Dec. 14 (Bloomberg) -- Tribune Co., the bankrupt owner of the Chicago Tribune, Los Angeles Times and six other daily newspapers, has abandoned plans to develop a tablet for subscribers after struggling to make the necessary software, people with knowledge of the matter said.

Developers have failed to create software that runs smoothly on the MediaPad tablets from Huawei Technologies Co., China’s largest maker of phone equipment, said the people, who asked not to be identified because the plans are private.

Tribune had been conducting trials using Huawei hardware loaded with custom applications highlighting content from the media company’s largest newspapers. The tests were due to be completed by the end of May this year, James Jiang, executive vice president of product solutions at Huawei’s device business in the U.S., said at the time.

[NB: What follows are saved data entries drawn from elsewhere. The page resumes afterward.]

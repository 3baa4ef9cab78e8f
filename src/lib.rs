//! Payment Instructions Library
//! # Overview
//!
//! This library parses textual payment instructions, checks them against a
//! caller-supplied snapshot of accounts, and produces the resulting account
//! states together with an HTTP-style response envelope. Nothing is stored
//! between requests: every call receives its accounts and returns new values.
//!
//! # Architecture
//!
//! - [`types`] - Core data types (accounts, operations, errors, results)
//! - [`cli`] - CLI arguments parsing
//! - [`core`] - The instruction pipeline:
//!   - [`core::parser`] - Instruction text to [`TransferOperation`]
//!   - [`core::resolver`] - Account lookup by id
//!   - [`core::validator`] - Collected business-rule checks
//!   - [`core::executor`] - Immediate or deferred settlement
//!   - [`core::result_builder`] - Summaries and response envelopes
//!   - [`core::processor`] - Orchestration of the stages above
//! - [`io`] - JSON Lines requests, account CSV files and response output
//! - [`strategy`] - Sync, async batch and single instruction pipelines
//!
//! # Instruction Grammar
//!
//! ```text
//! DEBIT <account> <amount> [CUR]; CREDIT <account> <amount> [CUR] [; ON <YYYY-MM-DD>]
//! DEBIT <amount> <CUR> FROM ACCOUNT <account> FOR CREDIT TO ACCOUNT <account> [ON <YYYY-MM-DD>]
//! CREDIT <amount> <CUR> TO ACCOUNT <account> FOR DEBIT FROM ACCOUNT <account> [ON <YYYY-MM-DD>]
//! ```
//!
//! Keywords are case-insensitive. A transfer dated after today is `pending`;
//! otherwise it settles immediately.
//!
//! # Example
//!
//! ```
//! use payment_instructions::core::InstructionProcessor;
//! use payment_instructions::types::{Account, TransferStatus};
//! use rust_decimal::Decimal;
//!
//! let accounts = vec![
//!     Account::new("A".parse().unwrap(), Decimal::new(500, 0), "NGN".parse().unwrap()),
//!     Account::new("B".parse().unwrap(), Decimal::new(100, 0), "NGN".parse().unwrap()),
//! ];
//!
//! let result = InstructionProcessor::default().process(&accounts, "DEBIT A 200 NGN; CREDIT B 200 NGN");
//! let summary = result.summary().unwrap();
//!
//! assert_eq!(summary.status, TransferStatus::Successful);
//! assert_eq!(summary.account("A").unwrap().balance, Decimal::new(300, 0));
//! ```

// Module declarations
pub mod cli;
pub mod core;
pub mod io;
pub mod strategy;
pub mod types;

pub use core::{InstructionProcessor, ProcessorConfig};
pub use io::write_accounts_csv;
pub use types::{
    Account, AccountId, AccountSnapshot, Currency, FieldError, ProcessingResult, ResponseEnvelope,
    TransferOperation, TransferSummary,
};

The Los Angeles Times sent a companywide e-mail this week offering to give away 100 tablets that were being used in testing as an incentive for completing performance reviews, according to a copy of the message obtained by Bloomberg.

Tribune Chief Executive Officer Eddy Hartenstein had sought to use tablets to add a new business and stem losses from declining newspaper circulation and increased printing costs.

Tribune, seeking to emerge from bankruptcy, is interviewing bankers about selling its papers, two people with knowledge of the matter said on Dec. 11.

Gary Weitman, a spokesman for Tribune, declined to comment.